HOW TO COMPLETE THIS TASK: Copy verbatim the material from its first line to the line that holds "pub struct ConcernContext<'a>", including that line.

◇ ◇ ◇ ◇

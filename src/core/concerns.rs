use std::fmt;
use std::str::FromStr;

use super::engine::round_half_up;
use super::types::{
    ConcernKind, ConcernResult, JobGrowth, Projection, ProjectionYear, Scenario, UnknownConcernId,
};

pub const DEBT_TO_INCOME_LIMIT: f64 = 20.0;
pub const SCHOOL_SHORTFALL_LIMIT: i64 = -500;
pub const ENTRY_SALARY_FLOOR: i64 = 50_000;
pub const RESIDUAL_DEBT_LIMIT: i64 = 5_000;
pub const EDUCATION_COST_SALARY_SHARE: f64 = 0.4;
/// Monthly per-dependent figure quoted in the dependent evidence line.
pub const DEPENDENT_EVIDENCE_MONTHLY: u32 = 600;

#[derive(Debug, Clone, Copy)]
pub struct ConcernContext<'a> {
    pub scenario: &'a Scenario,
    pub projection: &'a Projection,
    pub first_job: Option<&'a ProjectionYear>,
}

impl<'a> ConcernContext<'a> {
    pub fn new(scenario: &'a Scenario, projection: &'a Projection) -> Self {
        Self {
            scenario,
            projection,
            first_job: projection.first_post_grad_year(),
        }
    }

    fn first_job_salary(&self) -> i64 {
        self.first_job.map_or(0, |y| y.salary)
    }
}

impl ConcernKind {
    pub const ALL: [ConcernKind; 8] = [
        ConcernKind::DebtBurden,
        ConcernKind::SchoolDeficit,
        ConcernKind::DependentBurden,
        ConcernKind::ExtendedDebt,
        ConcernKind::JobMarket,
        ConcernKind::HighEducationCost,
        ConcernKind::LocationSalaryMismatch,
        ConcernKind::NoWorkIncome,
    ];

    pub fn as_str(self) -> &'static str {
        match self {
            ConcernKind::DebtBurden => "debt_burden",
            ConcernKind::SchoolDeficit => "school_deficit",
            ConcernKind::DependentBurden => "dependent_burden",
            ConcernKind::ExtendedDebt => "extended_debt",
            ConcernKind::JobMarket => "job_market",
            ConcernKind::HighEducationCost => "high_education_cost",
            ConcernKind::LocationSalaryMismatch => "location_salary_mismatch",
            ConcernKind::NoWorkIncome => "no_work_income",
        }
    }

    pub fn title(self) -> &'static str {
        match self {
            ConcernKind::DebtBurden => "High Debt-to-Income Ratio",
            ConcernKind::SchoolDeficit => "Monthly Deficit During School",
            ConcernKind::DependentBurden => "Supporting Dependents on Entry Salary",
            ConcernKind::ExtendedDebt => "Debt Extends Beyond 10 Years",
            ConcernKind::JobMarket => "Weak Job Market for This Career",
            ConcernKind::HighEducationCost => "High Education Cost Relative to Starting Salary",
            ConcernKind::LocationSalaryMismatch => "Salary May Not Match Cost of Living",
            ConcernKind::NoWorkIncome => "No Income During School",
        }
    }

    pub fn description(self) -> &'static str {
        match self {
            ConcernKind::DebtBurden => "Debt payments consume too much of monthly income",
            ConcernKind::SchoolDeficit => "Expenses exceed income while studying",
            ConcernKind::DependentBurden => "Dependent costs too high relative to starting income",
            ConcernKind::ExtendedDebt => "Significant debt remaining after decade of repayment",
            ConcernKind::JobMarket => "Limited growth prospects in chosen field",
            ConcernKind::HighEducationCost => "Education expense is disproportionate to entry salary",
            ConcernKind::LocationSalaryMismatch => "Starting salary seems low for the location",
            ConcernKind::NoWorkIncome => "Full-time student with no part-time work",
        }
    }

    /// Whether the condition is mathematically present. Conditions that read
    /// the first salaried year are false when the timeline never leaves school.
    pub fn applies(self, ctx: &ConcernContext<'_>) -> bool {
        let scenario = ctx.scenario;
        match self {
            ConcernKind::DebtBurden => ctx
                .first_job
                .is_some_and(|y| y.debt_to_income_ratio > DEBT_TO_INCOME_LIMIT),
            ConcernKind::SchoolDeficit => ctx
                .projection
                .school_years()
                .any(|y| y.monthly_surplus < SCHOOL_SHORTFALL_LIMIT),
            ConcernKind::DependentBurden => {
                scenario.dependents > 0
                    && ctx.first_job.is_some_and(|y| y.salary < ENTRY_SALARY_FLOOR)
            }
            ConcernKind::ExtendedDebt => ctx
                .projection
                .final_year()
                .is_some_and(|y| y.debt > RESIDUAL_DEBT_LIMIT),
            ConcernKind::JobMarket => scenario.job_growth == JobGrowth::Weak,
            ConcernKind::HighEducationCost => ctx.first_job.is_some_and(|y| {
                scenario.total_education_cost > y.salary as f64 * EDUCATION_COST_SALARY_SHARE
            }),
            ConcernKind::LocationSalaryMismatch => {
                match (location_salary_floor(&scenario.location), ctx.first_job) {
                    (Some(floor), Some(first)) => first.salary < floor,
                    _ => false,
                }
            }
            ConcernKind::NoWorkIncome => scenario.annual_income_while_studying <= 0.0,
        }
    }

    // Computed whether or not the concern applies.
    pub fn evidence(self, ctx: &ConcernContext<'_>) -> String {
        let scenario = ctx.scenario;
        let salary = ctx.first_job_salary();
        match self {
            ConcernKind::DebtBurden => {
                let (payment, ratio) = ctx
                    .first_job
                    .map_or((0, 0.0), |y| (y.monthly_debt_payment, y.debt_to_income_ratio));
                format!(
                    "${payment}/month debt payment vs ${}/month salary ({ratio}% DTI)",
                    round_half_up(salary as f64 / 12.0)
                )
            }
            ConcernKind::SchoolDeficit => {
                let shortfall = ctx
                    .projection
                    .school_years()
                    .next()
                    .map_or(0, |y| y.monthly_surplus.abs());
                format!("Around ${shortfall}/month shortfall")
            }
            ConcernKind::DependentBurden => {
                let yearly =
                    u64::from(scenario.dependents) * u64::from(DEPENDENT_EVIDENCE_MONTHLY) * 12;
                format!("Dependent costs: ${yearly}/year. Entry salary: ${salary}/year")
            }
            ConcernKind::ExtendedDebt => {
                let remaining = ctx.projection.final_year().map_or(0, |y| y.debt);
                format!("Remaining debt: ${}", with_thousands(remaining))
            }
            ConcernKind::JobMarket => format!(
                "Job growth: {}. Salary plateau: ${}/year",
                scenario.job_growth, scenario.salary_5yr
            ),
            ConcernKind::HighEducationCost => {
                let cost_ratio = if salary == 0 {
                    0
                } else {
                    round_half_up(scenario.total_education_cost / salary as f64 * 100.0)
                };
                format!(
                    "Education cost: ${} vs first year salary: ${} ({cost_ratio}% of salary)",
                    with_thousands(round_half_up(scenario.total_education_cost)),
                    with_thousands(salary)
                )
            }
            ConcernKind::LocationSalaryMismatch => format!(
                "{} - Starting salary ${}, monthly expenses ${}",
                scenario.location,
                with_thousands(salary),
                with_thousands(round_half_up(scenario.monthly_expenses))
            ),
            ConcernKind::NoWorkIncome => {
                format!("{} years of school with $0 income", scenario.years_in_school)
            }
        }
    }

    pub fn evaluate(self, ctx: &ConcernContext<'_>) -> ConcernResult {
        ConcernResult {
            id: self,
            title: self.title(),
            description: self.description(),
            evidence: self.evidence(ctx),
            applies: self.applies(ctx),
        }
    }
}

impl fmt::Display for ConcernKind {
    fn fmt(&self, f: &mut fmt::Formatter<'_>) -> fmt::Result {
        f.write_str(self.as_str())
    }
}

impl FromStr for ConcernKind {
    type Err = UnknownConcernId;

    fn from_str(s: &str) -> Result<Self, Self::Err> {
        ConcernKind::ALL
            .into_iter()
            .find(|kind| kind.as_str() == s)
            .ok_or_else(|| UnknownConcernId(s.to_string()))
    }
}

fn location_salary_floor(location: &str) -> Option<i64> {
    match location {
        "San Francisco" => Some(120_000),
        "Austin/Denver" => Some(50_000),
        _ => None,
    }
}

pub fn describe_all_concerns(scenario: &Scenario, projection: &Projection) -> Vec<ConcernResult> {
    let ctx = ConcernContext::new(scenario, projection);
    ConcernKind::ALL
        .into_iter()
        .map(|kind| kind.evaluate(&ctx))
        .collect()
}

pub fn identify_concerns(scenario: &Scenario, projection: &Projection) -> Vec<ConcernResult> {
    describe_all_concerns(scenario, projection)
        .into_iter()
        .filter(|concern| concern.applies)
        .collect()
}

fn with_thousands(value: i64) -> String {
    let digits = value.unsigned_abs().to_string();
    let mut grouped = String::with_capacity(digits.len() + digits.len() / 3 + 1);
    if value < 0 {
        grouped.push('-');
    }
    for (idx, ch) in digits.chars().enumerate() {
        if idx > 0 && (digits.len() - idx) % 3 == 0 {
            grouped.push(',');
        }
        grouped.push(ch);
    }
    grouped
}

◇ ◇ ◇ ◇

EXERCISE RESPONSE:
filename src/core/concerns.rs
use std::fmt;
use std::str::FromStr;

use super::engine::round_half_up;
use super::types::{
    ConcernKind, ConcernResult, JobGrowth, Projection, ProjectionYear, Scenario, UnknownConcernId,
};

pub const DEBT_TO_INCOME_LIMIT: f64 = 20.0;
pub const SCHOOL_SHORTFALL_LIMIT: i64 = -500;
pub const ENTRY_SALARY_FLOOR: i64 = 50_000;
pub const RESIDUAL_DEBT_LIMIT: i64 = 5_000;
pub const EDUCATION_COST_SALARY_SHARE: f64 = 0.4;
/// Monthly per-dependent figure quoted in the dependent evidence line.
pub const DEPENDENT_EVIDENCE_MONTHLY: u32 = 600;

#[derive(Debug, Clone, Copy)]
pub struct ConcernContext<'a> {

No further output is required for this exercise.